In one embodiment, the expanding gases can accumulate waste, process, or high-quality heat from other plant processes and convert it to work through the expansion of the light-gas stream. Depending on temperatures and other conditions of both the compression and expansion, the turbine 255 can generate most or all of the energy used in the compression.


In one embodiment of the invention, the compression and expansion of gases (e.g., identified as compressor 230 and turbine 255 in FIG. 2) occurs in a series of tightly coupled compression and expansion stages as shown in FIG. 3. In a preferred embodiment, the compressors and turbines share the same shaft (not shown) to avoid electrical and mechanical inefficiencies. For this reason, FIG. 3 illustrates compressors 232 and 234 and turbines 256 and 258 along a common axis. While FIG. 3 shows two stages for each of compression and expansion, the number of stages can be different and more than two stages can be used. Systems operating at low pressures or with supplemental refrigeration require as few as 2-4 stages. However, in some embodiments, the power and capital requirements for the supplemental refrigeration both exceed the incremental costs of the additional stages for the directly cooled options.


As shown in FIG. 3, dried flue gas 225 enters compressor 232. The dried flue gas 225 warms as it compresses, and this warm gas significantly decreases compression efficiency, since work scales with volumetric flow rate and therefore with temperature. After some compression, the flue gas enters a heat exchanger 236 where it cools, nominally to its pre-compressed temperature. At one or two stages, the combination of the pressure and the temperature suffices to condense essentially all or a portion of the acid components, specifically the SO2, HCl, and NO2. Depending on the moisture content in the flue gas, the acids may form condensed phase acids or sulfur components. NO typically does not condense under the conditions that condense the foregoing acids. A small side flow 238 of these condensed impurities is shown in FIG. 3.

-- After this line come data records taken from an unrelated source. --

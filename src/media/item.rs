//! Canonical item representation.

use chrono::{DateTime, TimeZone, Utc};
use serde::Serialize;

/// Type of post content.
#[derive(Debug, Clone, Copy, PartialEq, Eq, Serialize)]
#[serde(rename_all = "UPPERCASE")]
pub enum ItemType {
    Photo,
    Video,
}

impl ItemType {
    /// File extension used for this content type.
    pub fn extension(&self) -> &'static str {
        match self {
            ItemType::Photo => "jpg",
            ItemType::Video => "mp4",
        }
    }
}

/// Engagement counters.
#[derive(Debug, Clone, Copy, Default, PartialEq, Eq, Serialize)]
pub struct ItemStats {
    pub likes: u64,
    pub comments: u64,
    pub shares: u64,
    pub views: u64,
    pub collects: u64,
}

/// Video renditions picked for download.
#[derive(Debug, Clone, Default, PartialEq, Eq, Serialize)]
#[serde(rename_all = "camelCase")]
pub struct VideoInfo {
    pub cover_uri: String,
    pub mp4_uri: String,
}

/// Downloadable payload of an item. Exactly one kind per item.
#[derive(Debug, Clone, PartialEq, Eq, Serialize)]
#[serde(rename_all = "camelCase")]
pub enum MediaContent {
    Video(VideoInfo),
    /// Image URLs in display order.
    Photo(Vec<String>),
}

/// A post, independent of the upstream schema it came from.
#[derive(Debug, Clone, PartialEq, Eq, Serialize)]
#[serde(rename_all = "camelCase")]
pub struct CanonicalItem {
    pub id: String,
    pub url: String,
    pub description: String,
    /// Creation time in epoch seconds.
    pub created_at: i64,
    pub stats: ItemStats,
    pub content: MediaContent,
    pub music_uri: String,
}

impl CanonicalItem {
    pub fn item_type(&self) -> ItemType {
        match self.content {
            MediaContent::Video(_) => ItemType::Video,
            MediaContent::Photo(_) => ItemType::Photo,
        }
    }

    pub fn video(&self) -> Option<&VideoInfo> {
        match &self.content {
            MediaContent::Video(video) => Some(video),
            MediaContent::Photo(_) => None,
        }
    }

    pub fn images(&self) -> Option<&[String]> {
        match &self.content {
            MediaContent::Photo(images) => Some(images),
            MediaContent::Video(_) => None,
        }
    }

    /// Creation time, if it is a valid timestamp.
    pub fn created_at_utc(&self) -> Option<DateTime<Utc>> {
        Utc.timestamp_opt(self.created_at, 0).single()
    }
}

#[cfg(test)]
mod tests {
    use super::*;

    fn video_item() -> CanonicalItem {
        CanonicalItem {
            id: "1".into(),
            url: String::new(),
            description: String::new(),
            created_at: 1700000000,
            stats: ItemStats::default(),
            content: MediaContent::Video(VideoInfo::default()),
            music_uri: String::new(),
        }
    }

    #[test]
    fn test_item_type_follows_content() {
        let mut item = video_item();
        assert_eq!(item.item_type(), ItemType::Video);
        assert!(item.video().is_some());
        assert!(item.images().is_none());

        item.content = MediaContent::Photo(vec!["a".into()]);
        assert_eq!(item.item_type(), ItemType::Photo);
        assert!(item.video().is_none());
        assert_eq!(item.images().unwrap().len(), 1);
    }

    #[test]
    fn test_created_at_utc() {
        let item = video_item();
        let dt = item.created_at_utc().unwrap();
        assert_eq!(dt.format("%Y-%m-%d").to_string(), "2023-11-14");
    }

    #[test]
    fn test_serialized_type_is_uppercase() {
        assert_eq!(serde_json::to_string(&ItemType::Photo).unwrap(), "\"PHOTO\"");
    }
}
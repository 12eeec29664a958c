//! Statistics reporting.

use console::style;

use crate::api::UserInfo;
use crate::download::DownloadStats;

/// Print a user's profile.
pub fn print_user_profile(user: &UserInfo) {
    println!();
    println!("{}", style(format!("Profile @{}:", user.unique_id)).bold());
    println!("  User ID:   {}", user.uid);
    println!("  Followers: {}", user.follower_count);
    println!("  Following: {}", user.following_count);
    if !user.avatar_uri.is_empty() {
        println!("  Avatar:    {}", style(&user.avatar_uri).dim());
    }
}

/// Print statistics for a finished run.
pub fn print_run_stats(stats: &DownloadStats) {
    println!();
    println!("{}", style("═".repeat(50)).dim());
    println!("{}", style("Statistics:").bold());
    println!("  Videos:      {}", stats.video_count);
    println!(
        "  Photo posts: {} ({} images)",
        stats.photo_post_count, stats.image_count
    );
    if stats.failed_count > 0 {
        println!("  Failed:      {}", style(stats.failed_count).red());
    }
    if stats.skipped_count > 0 {
        println!("  Skipped:     {} (not started)", style(stats.skipped_count).yellow());
    }
    println!(
        "  Total:       {} item(s), {} file(s)",
        stats.total_downloaded(),
        stats.total_files()
    );
    println!("{}", style("═".repeat(50)).dim());
}
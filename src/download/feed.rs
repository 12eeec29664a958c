//! User feed collection.

use std::time::Duration;

use async_trait::async_trait;

use crate::api::{FeedPage, PageCursor, TikTokApi, UserInfo};
use crate::error::Result;
use crate::media::{normalize, CanonicalItem};

/// Upstream operations needed to walk a user's feed.
#[async_trait]
pub trait FeedSource: Send + Sync {
    async fn user_info(&self, username: &str, cookie: Option<&str>) -> Result<UserInfo>;

    async fn feed_page(
        &self,
        sec_uid: &str,
        cursor: &PageCursor,
        cookie: Option<&str>,
    ) -> Result<FeedPage>;
}

#[async_trait]
impl FeedSource for TikTokApi {
    async fn user_info(&self, username: &str, cookie: Option<&str>) -> Result<UserInfo> {
        self.get_user_info_by_username(username, cookie).await
    }

    async fn feed_page(
        &self,
        sec_uid: &str,
        cursor: &PageCursor,
        cookie: Option<&str>,
    ) -> Result<FeedPage> {
        self.fetch_user_feed(sec_uid, &cursor.cursor, &cursor.max_cursor, cookie)
            .await
    }
}

/// A user's profile and the posts collected from their feed.
#[derive(Debug, Clone)]
pub struct UserFeed {
    pub user: UserInfo,
    pub items: Vec<CanonicalItem>,
}

/// Resolve `username` and page through their feed.
///
/// Pages start from the `"0"/"0"` cursor and each returned cursor is fed back
/// unchanged. Collection stops when upstream reports no more pages, when
/// `limit` items are collected, or when a page does not move the cursor.
/// Requests are spaced by `delay`.
pub async fn collect_user_feed(
    source: &dyn FeedSource,
    username: &str,
    cookie: Option<&str>,
    limit: Option<usize>,
    delay: Duration,
) -> Result<UserFeed> {
    let user = source.user_info(username, cookie).await?;
    tracing::info!(
        "Collecting feed for {} ({} followers)",
        user.unique_id,
        user.follower_count
    );

    let mut items = Vec::new();
    let mut cursor = PageCursor::start();
    let mut page_number = 0usize;

    loop {
        tokio::time::sleep(delay).await;

        let page = source.feed_page(&user.sec_uid, &cursor, cookie).await?;
        page_number += 1;
        tracing::debug!("Page {}: {} item(s)", page_number, page.items.len());

        items.extend(page.items.iter().map(normalize));

        if let Some(limit) = limit {
            if items.len() >= limit {
                items.truncate(limit);
                tracing::debug!("Reached item limit of {}", limit);
                break;
            }
        }

        if !page.cursor.has_more {
            break;
        }

        if page.cursor.cursor == cursor.cursor && page.cursor.max_cursor == cursor.max_cursor {
            tracing::warn!("Feed cursor did not advance, stopping after page {}", page_number);
            break;
        }

        cursor = page.cursor;
    }

    tracing::info!(
        "Collected {} item(s) from {} page(s)",
        items.len(),
        page_number
    );

    Ok(UserFeed { user, items })
}
//! API response type definitions.

use serde::{Deserialize, Deserializer, Serialize};
use serde_json::Value;

/// Profile envelope for the user profile endpoint.
#[derive(Debug, Deserialize)]
pub struct UserProfileResponse {
    pub user: Option<RawUser>,
}

/// User as returned by the mobile API.
#[derive(Debug, Clone, Default, Deserialize)]
pub struct RawUser {
    #[serde(default, deserialize_with = "string_or_number")]
    pub uid: String,
    #[serde(default)]
    pub unique_id: String,
    #[serde(default)]
    pub sec_uid: String,
    #[serde(default)]
    pub follower_count: u64,
    #[serde(default)]
    pub following_count: u64,
    pub avatar_larger: Option<UrlList>,
    pub avatar_medium: Option<UrlList>,
    pub avatar_thumb: Option<UrlList>,
}

/// Image/URL container used across the mobile API.
#[derive(Debug, Clone, Default, Deserialize)]
pub struct UrlList {
    #[serde(default)]
    pub url_list: Vec<String>,
}

impl UrlList {
    fn first(&self) -> Option<&str> {
        self.url_list.first().map(String::as_str)
    }
}

/// Normalized user profile.
#[derive(Debug, Clone, PartialEq, Eq, Serialize)]
#[serde(rename_all = "camelCase")]
pub struct UserInfo {
    pub uid: String,
    pub unique_id: String,
    pub sec_uid: String,
    pub follower_count: u64,
    pub following_count: u64,
    pub avatar_uri: String,
}

impl From<RawUser> for UserInfo {
    fn from(user: RawUser) -> Self {
        let avatar_uri = [&user.avatar_larger, &user.avatar_medium, &user.avatar_thumb]
            .into_iter()
            .flatten()
            .find_map(|list| list.first().filter(|u| !u.is_empty()))
            .unwrap_or_default()
            .to_string();

        Self {
            uid: user.uid,
            unique_id: user.unique_id,
            sec_uid: user.sec_uid,
            follower_count: user.follower_count,
            following_count: user.following_count,
            avatar_uri,
        }
    }
}

/// Feed page envelope.
#[derive(Debug, Default, Deserialize)]
pub struct FeedResponse {
    #[serde(default)]
    pub has_more: Value,
    #[serde(default)]
    pub aweme_list: Option<Vec<Value>>,
    #[serde(default)]
    pub min_cursor: Value,
    #[serde(default)]
    pub max_cursor: Value,
}

/// Upstream value of `has_more` meaning another page exists.
pub const HAS_MORE_SENTINEL: i64 = 1;

impl FeedResponse {
    /// Cursor state for the next request.
    pub fn page_cursor(&self) -> PageCursor {
        PageCursor {
            cursor: cursor_string(&self.min_cursor),
            max_cursor: cursor_string(&self.max_cursor),
            has_more: self.has_more.as_i64() == Some(HAS_MORE_SENTINEL),
        }
    }
}

fn cursor_string(value: &Value) -> String {
    match value {
        Value::String(s) => s.clone(),
        Value::Number(n) => n.to_string(),
        _ => String::new(),
    }
}

/// Pagination state, fed back verbatim into the next feed request.
#[derive(Debug, Clone, PartialEq, Eq, Serialize)]
#[serde(rename_all = "camelCase")]
pub struct PageCursor {
    pub cursor: String,
    pub max_cursor: String,
    pub has_more: bool,
}

impl PageCursor {
    /// Cursor for the first page.
    pub fn start() -> Self {
        Self {
            cursor: "0".to_string(),
            max_cursor: "0".to_string(),
            has_more: true,
        }
    }
}

/// One page of a user's feed.
#[derive(Debug, Clone)]
pub struct FeedPage {
    pub items: Vec<RawItem>,
    pub cursor: PageCursor,
}

/// Public mirror envelope.
#[derive(Debug, Deserialize)]
pub struct MirrorResponse {
    #[serde(default)]
    pub code: i64,
    #[serde(default)]
    pub msg: String,
    #[serde(default)]
    pub data: Option<Value>,
}

/// An item as returned upstream, tagged with the schema it follows.
#[derive(Debug, Clone, PartialEq)]
pub enum RawItem {
    /// Mobile API schema (`aweme_id`, `statistics`, `video.bit_rate`, ...).
    Internal(Value),
    /// Public mirror schema (`id`, `digg_count`, `hdplay`, ...). The share
    /// URL the item was requested with travels along.
    Mirror { data: Value, url: String },
}

/// Depth-first search for the first value stored under `key`.
///
/// Object keys are visited in document order; arrays are searched element by
/// element. The first match wins.
pub fn find_value_by_key<'a>(value: &'a Value, key: &str) -> Option<&'a Value> {
    match value {
        Value::Object(map) => {
            for (k, v) in map {
                if k == key {
                    return Some(v);
                }
                if v.is_object() || v.is_array() {
                    if let Some(found) = find_value_by_key(v, key) {
                        return Some(found);
                    }
                }
            }
            None
        }
        Value::Array(items) => items.iter().find_map(|v| find_value_by_key(v, key)),
        _ => None,
    }
}

/// Render a string or number value as a string.
pub fn value_as_string(value: &Value) -> Option<String> {
    match value {
        Value::String(s) => Some(s.clone()),
        Value::Number(n) => Some(n.to_string()),
        _ => None,
    }
}

fn string_or_number<'de, D>(deserializer: D) -> std::result::Result<String, D::Error>
where
    D: Deserializer<'de>,
{
    let value = Value::deserialize(deserializer)?;
    Ok(value_as_string(&value).unwrap_or_default())
}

The nitrogen-enriched stream from the process flows in the opposite direction through expansion turbines 256 and 258 in embodiments where the solid CO2 separation occurs at pressures above ambient. These turbines can provide some of the power needed to drive the compressors and help to cool the flue gas, with the compressor-generated waste heat used to increase the nitrogen stream temperature between stages. This embodiment is most beneficial when the nitrogen gases are stored at pressure during off-peak demand periods and released during peak demand periods or when the nitrogen stream is heated well above ambient prior to the final expansion stage. A single, staged device could perform all of the processes needed in this expansion/compression cycle, two stages of which appear in FIG. 3. While the nitrogen has been shown as cooling the compressed gas at both heat exchangers 236 and 242, the present invention also includes embodiments where an interstage heat exchanger is not cooled with nitrogen. Typically, at least one stage prior to the use of nitrogen is cooled by air or water.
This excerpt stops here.